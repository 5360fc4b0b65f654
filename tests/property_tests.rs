//! Property-based tests for asciitable.
//!
//! Uses proptest to check the layout invariants over generated values and
//! tables.

use proptest::prelude::*;

use asciitable::align::{Alignment, align};
use asciitable::cells::{strip_ansi, truncate, visible_len};
use asciitable::prelude::*;
use asciitable::wrap::wrap_lines;

// ============================================================================
// Custom Strategies
// ============================================================================

fn alignment() -> impl Strategy<Value = Alignment> {
    prop_oneof![
        Just(Alignment::Left),
        Just(Alignment::Right),
        Just(Alignment::Center),
        Just(Alignment::Auto),
    ]
}

/// A cell value as it would come from user data.
fn cell_value() -> impl Strategy<Value = CellValue> {
    prop_oneof![
        "[a-zA-Z0-9 ()%.]{0,14}".prop_map(CellValue::Text),
        any::<i32>().prop_map(|n| CellValue::Integer(i64::from(n))),
        (-100_000i32..100_000).prop_map(|n| CellValue::Float(f64::from(n) / 100.0)),
        any::<bool>().prop_map(CellValue::Bool),
        Just(CellValue::Empty),
    ]
}

/// Text made of short words, each at most `max_word` characters.
fn words(max_word: usize) -> impl Strategy<Value = String> {
    prop::collection::vec(prop::string::string_regex(&format!("[a-z]{{1,{max_word}}}")).unwrap(), 1..8).prop_map(|w| w.join(" "))
}

/// A table with 1-5 columns and ragged rows. Column widths, when set,
/// always leave at least one cell of content area.
fn random_table() -> impl Strategy<Value = Table> {
    (1usize..=5, 0usize..=3).prop_flat_map(|(columns, margin)| {
        (
            prop::collection::vec(cell_value(), columns),
            prop::collection::vec(prop::collection::vec(cell_value(), 0..=columns), 0..6),
            prop::collection::vec(prop::option::of(margin * 2 + 1..margin * 2 + 12), columns),
            prop::collection::vec(any::<bool>(), columns),
            prop::collection::vec(alignment(), columns),
            Just(margin),
        )
            .prop_map(|(heading, rows, widths, wrappings, aligns, margin)| {
                let mut table = Table::default();
                table
                    .set_heading(heading)
                    .add_rows(rows)
                    .set_cell_margin(margin)
                    .set_widths(widths.into_iter().map(Option::unwrap_or_default))
                    .set_wrappings(wrappings)
                    .set_aligns(aligns);
                table
            })
    })
}

// ============================================================================
// Alignment and Truncation
// ============================================================================

proptest! {
    #![proptest_config(ProptestConfig::with_cases(500))]

    /// Aligned text is exactly `len` wide unless the value is wider.
    #[test]
    fn prop_align_width(
        direction in alignment(),
        value in "[a-zA-Z0-9 .]{0,20}",
        len in 0usize..40,
    ) {
        let aligned = align(direction, &value, len, " ");
        prop_assert_eq!(visible_len(&aligned), len.max(visible_len(&value)));
        prop_assert!(aligned.contains(value.as_str()));
    }

    /// Escape sequences do not count toward alignment width.
    #[test]
    fn prop_align_ignores_escapes(
        direction in alignment(),
        value in "[a-z]{1,10}",
        len in 0usize..20,
    ) {
        let plain = align(direction, &value, len, " ");
        let coloured = align(direction, &format!("\x1b[1m{value}\x1b[0m"), len, " ");
        prop_assert_eq!(strip_ansi(&coloured).into_owned(), plain);
    }

    /// Truncated text never exceeds the limit and short text is untouched.
    #[test]
    fn prop_truncate_bounds(text in "[a-zA-Z \u{4e00}-\u{4e20}]{0,30}", max in 0usize..40) {
        let out = truncate(&text, max);
        prop_assert!(visible_len(&out) <= max);
        if visible_len(&text) <= max {
            prop_assert_eq!(out, text);
        }
    }

    /// For single-width text the limit is met exactly.
    #[test]
    fn prop_truncate_ascii_exact(text in "[a-zA-Z ]{0,30}", max in 0usize..40) {
        let out = truncate(&text, max);
        prop_assert_eq!(visible_len(&out), visible_len(&text).min(max));
    }
}

// ============================================================================
// Word Wrap
// ============================================================================

proptest! {
    #![proptest_config(ProptestConfig::with_cases(500))]

    /// No wrapped line is wider than the limit.
    #[test]
    fn prop_wrap_line_bounds(text in words(12), width in 1usize..20) {
        for line in wrap_lines(&text, width) {
            prop_assert!(visible_len(&line) <= width, "{line:?} wider than {width}");
        }
    }

    /// Wrapping never drops or reorders printable characters.
    #[test]
    fn prop_wrap_is_lossless(text in words(12), width in 1usize..20) {
        let wrapped: String = wrap_lines(&text, width).concat();
        let strip = |s: &str| s.chars().filter(|c| !c.is_whitespace()).collect::<String>();
        prop_assert_eq!(strip(&wrapped), strip(&text));
    }

    /// Words that fit are never split.
    #[test]
    fn prop_wrap_keeps_short_words(text in words(6), width in 6usize..20) {
        let lines = wrap_lines(&text, width);
        let rejoined = lines.join(" ");
        let original: Vec<&str> = text.split_whitespace().collect();
        let wrapped: Vec<&str> = rejoined.split_whitespace().collect();
        prop_assert_eq!(wrapped, original);
    }
}

// ============================================================================
// Rendering
// ============================================================================

proptest! {
    #![proptest_config(ProptestConfig::with_cases(200))]

    /// Every line of a bordered table has the same visible width.
    #[test]
    fn prop_render_is_rectangular(table in random_table()) {
        let output = table.render();
        let widths: Vec<usize> = output.lines().map(visible_len).collect();
        prop_assert!(!widths.is_empty());
        prop_assert!(widths.iter().all(|&w| w == widths[0]), "uneven lines:\n{output}");
    }

    /// Rendering does not depend on anything but the table state.
    #[test]
    fn prop_render_is_repeatable(table in random_table()) {
        let first = table.render();
        prop_assert_eq!(&first, &table.render());
        prop_assert_eq!(first, table.to_string());
    }

    /// Justified columns all share one width.
    #[test]
    fn prop_justify_equalizes_columns(mut table in random_table()) {
        table.set_justify(true);
        let output = table.render();
        let top = output.lines().next().unwrap();
        let segments: Vec<usize> = top
            .trim_matches('+')
            .split('+')
            .map(str::len)
            .collect();
        prop_assert!(segments.iter().all(|&w| w == segments[0]), "{top}");
    }

    /// Transposing maps row `r`, column `c` to row `c`, column `r + 1`.
    #[test]
    fn prop_transpose_mapping(table in random_table()) {
        let transposed = table.transpose();
        prop_assert!(transposed.heading().is_empty());
        prop_assert_eq!(transposed.rows().len(), table.heading().len());

        for (c, line) in transposed.rows().iter().enumerate() {
            prop_assert_eq!(&line[0], &table.heading()[c]);
            for (r, original) in table.rows().iter().enumerate() {
                let expected = original.get(c).cloned().unwrap_or_default();
                prop_assert_eq!(&line[r + 1], &expected);
            }
        }
    }

    /// Without a heading there is no leading heading column, so row `r`,
    /// column `c` maps to row `c`, column `r`. The first row sets the
    /// column count.
    #[test]
    fn prop_transpose_mapping_without_heading(table in random_table()) {
        let mut table = table;
        table.set_heading(row![]);
        let transposed = table.transpose();
        let columns = table.rows().first().map_or(0, Vec::len);
        prop_assert_eq!(transposed.rows().len(), columns);

        for (c, line) in transposed.rows().iter().enumerate() {
            prop_assert_eq!(line.len(), table.rows().len());
            for (r, original) in table.rows().iter().enumerate() {
                let expected = original.get(c).cloned().unwrap_or_default();
                prop_assert_eq!(&line[r], &expected);
            }
        }
    }

    /// A JSON round trip keeps the table intact.
    #[test]
    fn prop_json_round_trip(table in random_table()) {
        let json = table.to_json().unwrap();
        let restored = Table::from_json(&json).unwrap();
        prop_assert_eq!(restored.to_json().unwrap(), json);
        prop_assert_eq!(restored.render(), table.render());
    }
}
◆ ◆ ◆ ◆
Above are the records; copy exactly the lines from the one with "prop_assert_eq!(line.len(), table.rows().len());" through the final line.

            prop_assert_eq!(line.len(), table.rows().len());
            for (r, original) in table.rows().iter().enumerate() {
                let expected = original.get(c).cloned().unwrap_or_default();
                prop_assert_eq!(&line[r], &expected);
            }
        }
    }

    /// A JSON round trip keeps the table intact.
    #[test]
    fn prop_json_round_trip(table in random_table()) {
        let json = table.to_json().unwrap();
        let restored = Table::from_json(&json).unwrap();
        prop_assert_eq!(restored.to_json().unwrap(), json);
        prop_assert_eq!(restored.render(), table.render());
    }
}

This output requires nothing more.